3. D'autre part, aux termes de l'article 6 de l'arrêté précité du 26 juin 2012 : " Lorsque l'exploitant d'un établissement agréé désire changer de salle de formation, ou utiliser une ou des salles supplémentaires, il doit adresser au préfet, au plus tard deux mois avant la date du changement, une demande de modification accompagnée des pièces énumérées aux a à d du 2° de l'article 2. / Le préfet peut faire vérifier la conformité de la ou des salles de formation (...) ".
4. Enfin, aux termes de l'article R. 213-5 du code de la route : " Le retrait des agréments mentionnés à l'article L. 213-l est prononcé par le préfet du lieu d'implantation de l'établissement lorsqu'une des conditions prévues pour leur délivrance cesse d'être remplie ou en cas de cessation d'activité. Le retrait est prononcé après que l'intéressé a été mis à même de présenter ses observations (...) ". Aux termes de l'article 8 de l'arrêté précité du 26 juin 2012 : " Le préfet retire l'agrément de l'établissement chargé d'organiser les stages de sensibilisation à la sécurité routière : / (...) / 3° Lorsque l'une des conditions de délivrance de l'agrément mentionnées au II de l'article R. 213-2 du code de la route cesse d'être remplie (...) ". Le retrait visé par ces dispositions ne présente pas de caractère rétroactif et doit donc s'analyser comme une abrogation.
5. En premier lieu, pour abroger l'agrément dont disposait la société requérante, le préfet s'est fondé sur ce que sa demande de changement de salle n'avait pas été présentée dans le délai fixé à l'article 6 de l'arrêté du 26 juin 2012 et son dossier de demande de modification était incomplet. Le préfet s'est également fondé sur ce que la société utilisait une salle qui ne répondait pas aux exigences précisées par l'article 2 du même arrêté et avait continué à l'utiliser en dépit d'un courrier dans lequel les services de la préfecture lui avaient rappelé qu'elle ne pouvait utiliser une salle non conforme et non agréée. Le tribunal a, à juste titre, constaté que le préfet s'était ainsi fondé sur deux motifs distincts tenant, l'un, à ce que les conditions de changement de salle de formation n'avaient pas été respectées, et l'autre, à ce que la salle utilisée ne présentait pas les garanties minimales requises. Par des motifs qui ne sont pas contestés en eux-mêmes, le tribunal a estimé que le motif tenant au non-respect des conditions de changement de local n'était pas de nature à fonder une abrogation de l'agrément. Le litige ne porte, ainsi, que sur le point de savoir si l'autre motif est de nature à justifier cette décision.
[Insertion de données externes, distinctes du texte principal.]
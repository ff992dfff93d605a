//! Agent registry
//!
//! Holds the loaded agents keyed by [`AgentKind`] and records each agent's
//! optional capabilities once, at registration.

use crate::ports::agent::{Agent, AgentCapabilities};
use demeter_domain::AgentKind;
use std::collections::BTreeMap;
use std::sync::Arc;
use tracing::debug;

/// An agent together with the capabilities resolved when it was registered
#[derive(Clone)]
pub struct RegisteredAgent {
    pub agent: Arc<dyn Agent>,
    pub capabilities: AgentCapabilities,
}

impl std::fmt::Debug for RegisteredAgent {
    fn fmt(&self, f: &mut std::fmt::Formatter<'_>) -> std::fmt::Result {
        f.debug_struct("RegisteredAgent")
            .field("kind", &self.agent.kind())
            .field("capabilities", &self.capabilities)
            .finish()
    }
}

#[derive(Debug, Clone, Default)]
pub struct AgentRegistry {
    agents: BTreeMap<AgentKind, RegisteredAgent>,
}

impl AgentRegistry {
    pub fn new() -> Self {
        Self::default()
    }

    /// Register an agent, replacing any earlier agent of the same kind
    pub fn register(&mut self, agent: Arc<dyn Agent>) {
        let kind = agent.kind();
        let capabilities = agent.capabilities();
        debug!(
            agent = %kind,
            process_query = capabilities.process_query,
            formatter = capabilities.format_result_text,
            "Registered agent"
        );
        self.agents.insert(
            kind,
            RegisteredAgent {
                agent,
                capabilities,
            },
        );
    }

    /// Builder form of [`register`](Self::register)
    pub fn with_agent(mut self, agent: Arc<dyn Agent>) -> Self {
        self.register(agent);
        self
    }

    pub fn get(&self, kind: AgentKind) -> Option<&RegisteredAgent> {
        self.agents.get(&kind)
    }

    pub fn contains(&self, kind: AgentKind) -> bool {
        self.agents.contains_key(&kind)
    }

    /// Registered kinds in routing-table order
    pub fn kinds(&self) -> Vec<AgentKind> {
        self.agents.keys().copied().collect()
    }

    pub fn len(&self) -> usize {
        self.agents.len()
    }

    pub fn is_empty(&self) -> bool {
        self.agents.is_empty()
    }
}

#[cfg(test)]
mod tests {
    use super::*;
    use crate::ports::agent::AgentError;
    use async_trait::async_trait;
    use demeter_domain::{AgentPayload, AgentResult, Context};

    struct Plain(AgentKind);

    #[async_trait]
    impl Agent for Plain {
        fn kind(&self) -> AgentKind {
            self.0
        }

        async fn predict(&self, _payload: &AgentPayload) -> Result<AgentResult, AgentError> {
            Ok(AgentResult::success(Context::new()))
        }
    }

    struct Rich;

    #[async_trait]
    impl Agent for Rich {
        fn kind(&self) -> AgentKind {
            AgentKind::Crop
        }

        fn capabilities(&self) -> AgentCapabilities {
            AgentCapabilities::predict_only()
                .with_process_query()
                .with_formatter()
        }

        async fn predict(&self, _payload: &AgentPayload) -> Result<AgentResult, AgentError> {
            Ok(AgentResult::success(Context::new()))
        }
    }

    #[test]
    fn test_capabilities_resolved_at_registration() {
        let registry = AgentRegistry::new()
            .with_agent(Arc::new(Plain(AgentKind::Risk)))
            .with_agent(Arc::new(Rich));

        let crop = registry.get(AgentKind::Crop).unwrap();
        assert!(crop.capabilities.process_query);
        assert!(crop.capabilities.format_result_text);

        let risk = registry.get(AgentKind::Risk).unwrap();
        assert_eq!(risk.capabilities, AgentCapabilities::predict_only());
    }

    #[test]
    fn test_kinds_in_table_order() {
        let registry = AgentRegistry::new()
            .with_agent(Arc::new(Plain(AgentKind::Finance)))
            .with_agent(Arc::new(Plain(AgentKind::Crop)));
        assert_eq!(registry.kinds(), vec![AgentKind::Crop, AgentKind::Finance]);
        assert_eq!(registry.len(), 2);
        assert!(!registry.contains(AgentKind::Pest));
    }

    #[test]
    fn test_empty_registry() {
        assert!(AgentRegistry::new().is_empty());
    }
}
6. En deuxième lieu, les dispositions précitées de l'article R. 213-5 prévoient que l'agrément peut être abrogé lorsque les conditions nécessaires à sa délivrance ne sont plus remplies. L'article 8 de l'arrêté du 26 janvier 2012 précise qu'il s'agit des conditions mentionnées au II de l'article R. 213-2. Le 5° du II de l'article R. 213-2 prévoit en particulier des conditions tenant aux garanties minimales concernant les moyens de formation de l'établissement, notamment pour les locaux, en renvoyant à un arrêté le soin de les préciser. L'article 2 de l'arrêté du 26 juin 2012 prévoit en particulier que les locaux doivent disposer d'un éclairage naturel occultable et des capacités d'installation du matériel audiovisuel, informatique et pédagogique nécessaire au bon déroulement des stages. Il n'est pas sérieusement contesté que les locaux, distincts de ceux spécialement mentionnés dans l'agrément, que la société a continué à utiliser en dépit du rappel effectué par la préfecture, ne répondent pas à ces exigences. Contrairement à ce que soutient la société, les dispositions précitées ne permettent pas d'utiliser une salle non identifiée dans l'agrément et non conforme, même ponctuellement. Au demeurant, la société admet l'indisponibilité de la salle agréée et a entendu demander un changement de salle. Elle a, avant toute modification effective de l'agrément, utilisé une nouvelle salle non conforme et non agréée, et a continué en dépit d'un courrier la rappelant à ses obligations, de telle sorte qu'elle ne peut sérieusement soutenir que le manquement à l'agrément aurait été isolé. Le préfet pouvait dès lors, pour ce motif, abroger l'agrément, et il résulte de l'instruction qu'il aurait pris la même décision s'il s'était fondé sur ce seul motif.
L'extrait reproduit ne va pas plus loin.